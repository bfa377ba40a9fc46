use serde::Deserialize;
use std::env;
use std::fmt;
use std::str::FromStr;
use std::time::Duration;

use crate::imaging::ResolveLimits;

pub const DEFAULT_MAX_IMAGE_SIZE: usize = 5 * 1024 * 1024;
/// Upper bound for `ENGINE_MAX_RETRIES`.
pub const MAX_ENGINE_RETRIES: u32 = 10;
pub const DEFAULT_USER_AGENT: &str =
    "Mozilla/5.0 (Windows NT 10.0; Win64; x64) AppleWebKit/537.36 (KHTML, like Gecko) Chrome/124.0 Safari/537.36";

fn parse_env_or<T: FromStr>(var: &str, default: T) -> T
where
    T::Err: fmt::Display,
{
    match env::var(var) {
        Ok(val) => match val.parse() {
            Ok(parsed) => parsed,
            Err(e) => {
                tracing::warn!("Invalid value '{}' for {}: {}. Using default.", val, var, e);
                default
            }
        },
        Err(_) => default,
    }
}

fn parse_env_list(var: &str) -> Option<Vec<String>> {
    env::var(var).ok().map(|val| {
        val.split(',')
            .map(|s| s.trim().to_string())
            .filter(|s| !s.is_empty())
            .collect()
    })
}

#[derive(Debug, Clone, Deserialize)]
pub struct Config {
    pub server: ServerConfig,
    pub image: ImageConfig,
    pub rate_limit: RateLimitConfig,
    pub engine: EngineConfig,
    pub logging: LoggingConfig,
}

#[derive(Debug, Clone, Deserialize)]
pub struct ServerConfig {
    pub host: String,
    pub port: u16,
    /// Accepted API keys. Empty disables authentication.
    pub api_keys: Vec<String>,
    pub max_batch_size: usize,
    pub max_body_size: usize,
}

#[derive(Debug, Clone, Deserialize)]
pub struct ImageConfig {
    pub max_image_size: usize,
    pub fetch_timeout_secs: u64,
    pub user_agent: String,
    /// Informational; unsupported formats fail naturally at decode time.
    pub allowed_formats: Vec<String>,
}

impl ImageConfig {
    pub fn resolve_limits(&self) -> ResolveLimits {
        ResolveLimits {
            max_size: self.max_image_size,
            fetch_timeout: Duration::from_secs(self.fetch_timeout_secs),
        }
    }
}

impl Default for ImageConfig {
    fn default() -> Self {
        Self {
            max_image_size: DEFAULT_MAX_IMAGE_SIZE,
            fetch_timeout_secs: 10,
            user_agent: DEFAULT_USER_AGENT.to_string(),
            allowed_formats: ["JPEG", "PNG", "BMP", "GIF", "WEBP"]
                .iter()
                .map(|s| s.to_string())
                .collect(),
        }
    }
}

#[derive(Debug, Clone, Deserialize)]
pub struct RateLimitConfig {
    pub enabled: bool,
    /// Limit shared by every captcha endpoint without a dedicated one.
    pub default_limit: RateLimit,
    /// Clients tracked per endpoint before idle ones are pruned.
    pub capacity: usize,
    /// Key clients by the first `X-Forwarded-For` hop instead of the peer address.
    pub trust_proxy_headers: bool,
}

impl Default for RateLimitConfig {
    fn default() -> Self {
        Self {
            enabled: true,
            default_limit: RateLimit::per_minute(30),
            capacity: 10_000,
            trust_proxy_headers: false,
        }
    }
}

/// Recognition engine backend configuration.
#[derive(Debug, Clone, Deserialize)]
pub struct EngineConfig {
    /// Base URL of the inference service. `None` leaves the engine unavailable.
    pub url: Option<String>,
    pub api_key: Option<String>,
    pub timeout_secs: u64,
    pub max_retries: u32,
}

impl Default for EngineConfig {
    fn default() -> Self {
        Self {
            url: None,
            api_key: None,
            timeout_secs: 30,
            max_retries: 2,
        }
    }
}

#[derive(Debug, Clone, Deserialize)]
pub struct LoggingConfig {
    pub level: String,
    pub json: bool,
}

/// A request budget: at most `requests` per `period`.
///
/// Parses the `"<n> per <unit>"` and `"<n>/<unit>"` notations, e.g.
/// `"30 per minute"` or `"200/day"`.
#[derive(Debug, Clone, Copy, PartialEq, Eq, Deserialize)]
pub struct RateLimit {
    pub requests: u32,
    pub period: Duration,
}

impl RateLimit {
    pub const fn new(requests: u32, period: Duration) -> Self {
        Self { requests, period }
    }

    pub const fn per_minute(requests: u32) -> Self {
        Self::new(requests, Duration::from_secs(60))
    }
}

impl FromStr for RateLimit {
    type Err = String;

    fn from_str(s: &str) -> std::result::Result<Self, Self::Err> {
        let normalized = s.trim().to_lowercase();
        let (count, unit) = if let Some((count, unit)) = normalized.split_once('/') {
            (count.trim(), unit.trim())
        } else if let Some((count, unit)) = normalized.split_once(" per ") {
            (count.trim(), unit.trim())
        } else {
            return Err(format!("expected '<n> per <unit>', got '{s}'"));
        };

        let requests: u32 = count
            .parse()
            .map_err(|e| format!("invalid request count '{count}': {e}"))?;
        if requests == 0 {
            return Err("request count must be positive".to_string());
        }

        let secs = match unit.trim_end_matches('s') {
            "second" | "sec" => 1,
            "minute" | "min" => 60,
            "hour" => 3600,
            "day" => 86_400,
            other => return Err(format!("unknown rate limit unit '{other}'")),
        };

        Ok(Self::new(requests, Duration::from_secs(secs)))
    }
}

impl fmt::Display for RateLimit {
    fn fmt(&self, f: &mut fmt::Formatter<'_>) -> fmt::Result {
        let unit = match self.period.as_secs() {
            1 => "second",
            60 => "minute",
            3600 => "hour",
            86_400 => "day",
            secs => return write!(f, "{} per {}s", self.requests, secs),
        };
        write!(f, "{} per {}", self.requests, unit)
    }
}

impl Default for Config {
    fn default() -> Self {
        let image_defaults = ImageConfig::default();
        let rate_defaults = RateLimitConfig::default();
        let engine_defaults = EngineConfig::default();

        Self {
            server: ServerConfig {
                host: env::var("HOST").unwrap_or_else(|_| "::".to_string()),
                port: parse_env_or("PORT", 7777),
                api_keys: parse_env_list("API_KEYS").unwrap_or_default(),
                max_batch_size: parse_env_or("MAX_BATCH_SIZE", 20),
                max_body_size: parse_env_or("MAX_BODY_SIZE", 32 * 1024 * 1024),
            },
            image: ImageConfig {
                max_image_size: parse_env_or("MAX_IMAGE_SIZE", image_defaults.max_image_size),
                fetch_timeout_secs: parse_env_or(
                    "FETCH_TIMEOUT",
                    image_defaults.fetch_timeout_secs,
                ),
                user_agent: env::var("FETCH_USER_AGENT").unwrap_or(image_defaults.user_agent),
                allowed_formats: parse_env_list("ALLOWED_IMAGE_FORMATS")
                    .filter(|formats| !formats.is_empty())
                    .unwrap_or(image_defaults.allowed_formats),
            },
            rate_limit: RateLimitConfig {
                enabled: parse_env_or("RATE_LIMIT_ENABLED", rate_defaults.enabled),
                default_limit: parse_env_or("DEFAULT_RATE_LIMIT", rate_defaults.default_limit),
                capacity: parse_env_or("RATE_LIMIT_CAPACITY", rate_defaults.capacity),
                trust_proxy_headers: parse_env_or(
                    "TRUST_PROXY_HEADERS",
                    rate_defaults.trust_proxy_headers,
                ),
            },
            engine: EngineConfig {
                url: env::var("ENGINE_URL").ok().filter(|url| !url.trim().is_empty()),
                api_key: env::var("ENGINE_API_KEY").ok(),
                timeout_secs: parse_env_or("ENGINE_TIMEOUT", engine_defaults.timeout_secs),
                max_retries: parse_env_or("ENGINE_MAX_RETRIES", engine_defaults.max_retries)
                    .min(MAX_ENGINE_RETRIES),
            },
            logging: LoggingConfig {
                level: env::var("LOG_LEVEL").unwrap_or_else(|_| "info".to_string()),
                json: env::var("LOG_FORMAT")
                    .map(|format| format.eq_ignore_ascii_case("json"))
                    .unwrap_or(false),
            },
        }
    }
}

impl Config {
    pub fn from_env() -> Self {
        Self::default()
    }
}
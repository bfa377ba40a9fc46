//! Image input normalization and pixel-level helpers.
//!
//! Everything the service does to an image before or after the recognition
//! engine lives here:
//!
//! - [`source`]: turns client-supplied values (raw bytes, base64 text, remote
//!   URLs) into size-checked bytes.
//! - [`preprocessing`]: optional contrast/sharpness enhancement, denoising and
//!   adaptive binarization, always re-encoded as PNG.
//! - [`region`]: bounding boxes and region cropping for click-select captchas.
//! - [`split`]: horizontal splitting of combined slider images.
//!
//! Nothing in this module keeps state between calls. Limits are passed in
//! explicitly so each piece can be tested on its own.

pub mod preprocessing;
pub mod region;
pub mod source;
pub mod split;

pub use preprocessing::{preprocess_image, PreprocessOptions};
pub use region::BoundingBox;
pub use source::{ImageInput, ImageResolver, ResolveLimits};
pub use split::{split_at, SplitImage};
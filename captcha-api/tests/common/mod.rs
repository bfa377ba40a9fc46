#![allow(dead_code)]

use std::io::Cursor;
use std::sync::Arc;

use async_trait::async_trait;
use axum::body::Body;
use axum::http::{Request, StatusCode};
use axum::Router;
use base64::engine::general_purpose::STANDARD;
use base64::Engine as _;
use image::{DynamicImage, ImageFormat, Rgb, RgbImage};
use serde_json::Value;
use tower::ServiceExt;

use captcha_api::api::{create_router, AppState};
use captcha_api::config::{
    Config, EngineConfig, ImageConfig, LoggingConfig, RateLimitConfig, ServerConfig,
};
use captcha_api::engine::{RecognitionEngine, SlideMatch};
use captcha_api::error::Result;
use captcha_api::imaging::BoundingBox;

/// Engine returning canned answers.
pub struct StubEngine {
    pub text: String,
    pub boxes: Vec<BoundingBox>,
}

impl StubEngine {
    pub fn new(text: &str) -> Self {
        Self {
            text: text.to_string(),
            boxes: Vec::new(),
        }
    }

    pub fn with_boxes(mut self, boxes: Vec<BoundingBox>) -> Self {
        self.boxes = boxes;
        self
    }
}

#[async_trait]
impl RecognitionEngine for StubEngine {
    fn name(&self) -> &str {
        "stub"
    }

    async fn classify_text(&self, _image: &[u8]) -> Result<String> {
        Ok(self.text.clone())
    }

    async fn detect_regions(&self, _image: &[u8]) -> Result<Vec<BoundingBox>> {
        Ok(self.boxes.clone())
    }

    async fn slide_match(
        &self,
        _sliding: &[u8],
        _background: &[u8],
        _simple_target: bool,
    ) -> Result<SlideMatch> {
        Ok(SlideMatch {
            offset: 42,
            confidence: 0.95,
        })
    }

    async fn slide_comparison(&self, _sliding: &[u8], _background: &[u8]) -> Result<i32> {
        Ok(64)
    }
}

/// Configuration independent of the process environment.
pub fn test_config() -> Config {
    Config {
        server: ServerConfig {
            host: "127.0.0.1".to_string(),
            port: 0,
            api_keys: Vec::new(),
            max_batch_size: 5,
            max_body_size: 1024 * 1024,
        },
        image: ImageConfig::default(),
        rate_limit: RateLimitConfig {
            enabled: false,
            ..RateLimitConfig::default()
        },
        engine: EngineConfig::default(),
        logging: LoggingConfig {
            level: "info".to_string(),
            json: false,
        },
    }
}

pub fn app(config: Config, engine: impl RecognitionEngine + 'static) -> Router {
    let engine: Arc<dyn RecognitionEngine> = Arc::new(engine);
    let state = AppState::new(config, engine).expect("state should build");
    create_router(state)
}

/// Base64 PNG with a vertical gradient so halves are distinguishable.
pub fn png_base64(width: u32, height: u32) -> String {
    let img = RgbImage::from_fn(width, height, |_, y| {
        let v = (y * 255 / height.max(1)) as u8;
        Rgb([v, v, v])
    });
    let mut buf = Cursor::new(Vec::new());
    DynamicImage::ImageRgb8(img)
        .write_to(&mut buf, ImageFormat::Png)
        .expect("encode png");
    STANDARD.encode(buf.into_inner())
}

pub fn decode_png(b64: &str) -> DynamicImage {
    let bytes = STANDARD.decode(b64).expect("valid base64");
    image::load_from_memory(&bytes).expect("valid png")
}

pub fn post_json(uri: &str, body: &Value) -> Request<Body> {
    Request::builder()
        .method("POST")
        .uri(uri)
        .header("content-type", "application/json")
        .body(Body::from(body.to_string()))
        .expect("request")
}

pub fn get(uri: &str) -> Request<Body> {
    Request::builder()
        .uri(uri)
        .body(Body::empty())
        .expect("request")
}

/// Sends one request through a clone of the router and returns status and JSON body.
pub async fn send(app: &Router, request: Request<Body>) -> (StatusCode, Value) {
    let response = app.clone().oneshot(request).await.expect("infallible");
    let status = response.status();
    let bytes = axum::body::to_bytes(response.into_body(), usize::MAX)
        .await
        .expect("read body");
    let body = serde_json::from_slice(&bytes).unwrap_or(Value::Null);
    (status, body)
}
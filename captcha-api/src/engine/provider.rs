use std::future::Future;
use std::time::Duration;

use async_trait::async_trait;
use tracing::{info, warn};

use crate::config::EngineConfig;
use crate::error::{CaptchaError, Result};
use crate::imaging::BoundingBox;

use super::api::RemoteEngineClient;
use super::{RecognitionEngine, SlideMatch};

#[derive(Clone)]
enum EngineBackend {
    Remote { client: RemoteEngineClient },
    Unavailable { reason: String },
}

/// Engine selected from configuration.
///
/// With `ENGINE_URL` set, calls go to the remote inference server; otherwise
/// every call fails with [`CaptchaError::EngineUnavailable`] and the rest of
/// the service keeps working.
#[derive(Clone)]
pub struct EngineProvider {
    backend: EngineBackend,
    timeout: Duration,
}

impl EngineProvider {
    pub fn new(config: &EngineConfig) -> Self {
        let backend = match &config.url {
            Some(url) => match RemoteEngineClient::new(config) {
                Ok(client) => {
                    info!(url = %url, "Remote recognition engine initialized");
                    EngineBackend::Remote { client }
                }
                Err(e) => {
                    let reason = format!("Remote engine unavailable: {e}");
                    warn!("{}", reason);
                    EngineBackend::Unavailable { reason }
                }
            },
            None => {
                let reason = "No recognition engine configured (set ENGINE_URL)".to_string();
                warn!("{}", reason);
                EngineBackend::Unavailable { reason }
            }
        };

        Self {
            backend,
            timeout: Duration::from_secs(config.timeout_secs),
        }
    }

    pub fn unavailable(reason: impl Into<String>) -> Self {
        Self {
            backend: EngineBackend::Unavailable {
                reason: reason.into(),
            },
            timeout: Duration::from_secs(EngineConfig::default().timeout_secs),
        }
    }

    fn remote(&self) -> Result<&RemoteEngineClient> {
        match &self.backend {
            EngineBackend::Remote { client } => Ok(client),
            EngineBackend::Unavailable { reason } => {
                Err(CaptchaError::EngineUnavailable(reason.clone()))
            }
        }
    }

    async fn with_timeout<T>(
        &self,
        operation: &str,
        fut: impl Future<Output = Result<T>>,
    ) -> Result<T> {
        match tokio::time::timeout(self.timeout, fut).await {
            Ok(inner_result) => inner_result,
            Err(_) => Err(CaptchaError::Engine(format!(
                "{operation} timed out after {} seconds",
                self.timeout.as_secs()
            ))),
        }
    }
}

#[async_trait]
impl RecognitionEngine for EngineProvider {
    fn name(&self) -> &str {
        match self.backend {
            EngineBackend::Remote { .. } => "remote",
            EngineBackend::Unavailable { .. } => "unavailable",
        }
    }

    fn is_available(&self) -> bool {
        !matches!(self.backend, EngineBackend::Unavailable { .. })
    }

    async fn classify_text(&self, image: &[u8]) -> Result<String> {
        let client = self.remote()?;
        self.with_timeout("Text classification", client.ocr(image))
            .await
    }

    async fn detect_regions(&self, image: &[u8]) -> Result<Vec<BoundingBox>> {
        let client = self.remote()?;
        self.with_timeout("Detection", client.detect(image)).await
    }

    async fn slide_match(
        &self,
        sliding: &[u8],
        background: &[u8],
        simple_target: bool,
    ) -> Result<SlideMatch> {
        let client = self.remote()?;
        self.with_timeout(
            "Slide match",
            client.slide_match(sliding, background, simple_target),
        )
        .await
    }

    async fn slide_comparison(&self, sliding: &[u8], background: &[u8]) -> Result<i32> {
        let client = self.remote()?;
        self.with_timeout(
            "Slide comparison",
            client.slide_comparison(sliding, background),
        )
        .await
    }
}

#[cfg(test)]
mod tests {
    use super::*;
    use serde_json::json;
    use wiremock::matchers::{method, path};
    use wiremock::{Mock, MockServer, ResponseTemplate};

    #[tokio::test]
    async fn test_unconfigured_engine_is_unavailable() {
        let provider = EngineProvider::new(&EngineConfig::default());
        assert!(!provider.is_available());
        assert_eq!(provider.name(), "unavailable");

        let result = provider.classify_text(b"img").await;
        assert!(matches!(result, Err(CaptchaError::EngineUnavailable(_))));
        let result = provider.slide_comparison(b"a", b"b").await;
        assert!(matches!(result, Err(CaptchaError::EngineUnavailable(_))));
    }

    #[tokio::test]
    async fn test_remote_engine_round_trip() {
        let server = MockServer::start().await;
        Mock::given(method("POST"))
            .and(path("/ocr"))
            .respond_with(ResponseTemplate::new(200).set_body_json(json!({"text": "x7k2"})))
            .mount(&server)
            .await;

        let provider = EngineProvider::new(&EngineConfig {
            url: Some(server.uri()),
            ..EngineConfig::default()
        });
        assert!(provider.is_available());
        assert_eq!(provider.name(), "remote");
        assert_eq!(provider.classify_text(b"img").await.unwrap(), "x7k2");
    }

    #[tokio::test]
    async fn test_slow_engine_times_out() {
        let server = MockServer::start().await;
        Mock::given(method("POST"))
            .and(path("/det"))
            .respond_with(
                ResponseTemplate::new(200)
                    .set_body_json(json!({"bboxes": []}))
                    .set_delay(Duration::from_secs(3)),
            )
            .mount(&server)
            .await;

        let provider = EngineProvider::new(&EngineConfig {
            url: Some(server.uri()),
            timeout_secs: 1,
            max_retries: 0,
            ..EngineConfig::default()
        });

        let err = provider.detect_regions(b"img").await.unwrap_err();
        assert!(matches!(err, CaptchaError::Engine(_)));
    }
}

○ ○ ○ ○ ○

* [Goal of the exercise]
Reading down the material above, count how many lines contain the word "usize". Respond with the number by itself.

* [Answer section]
6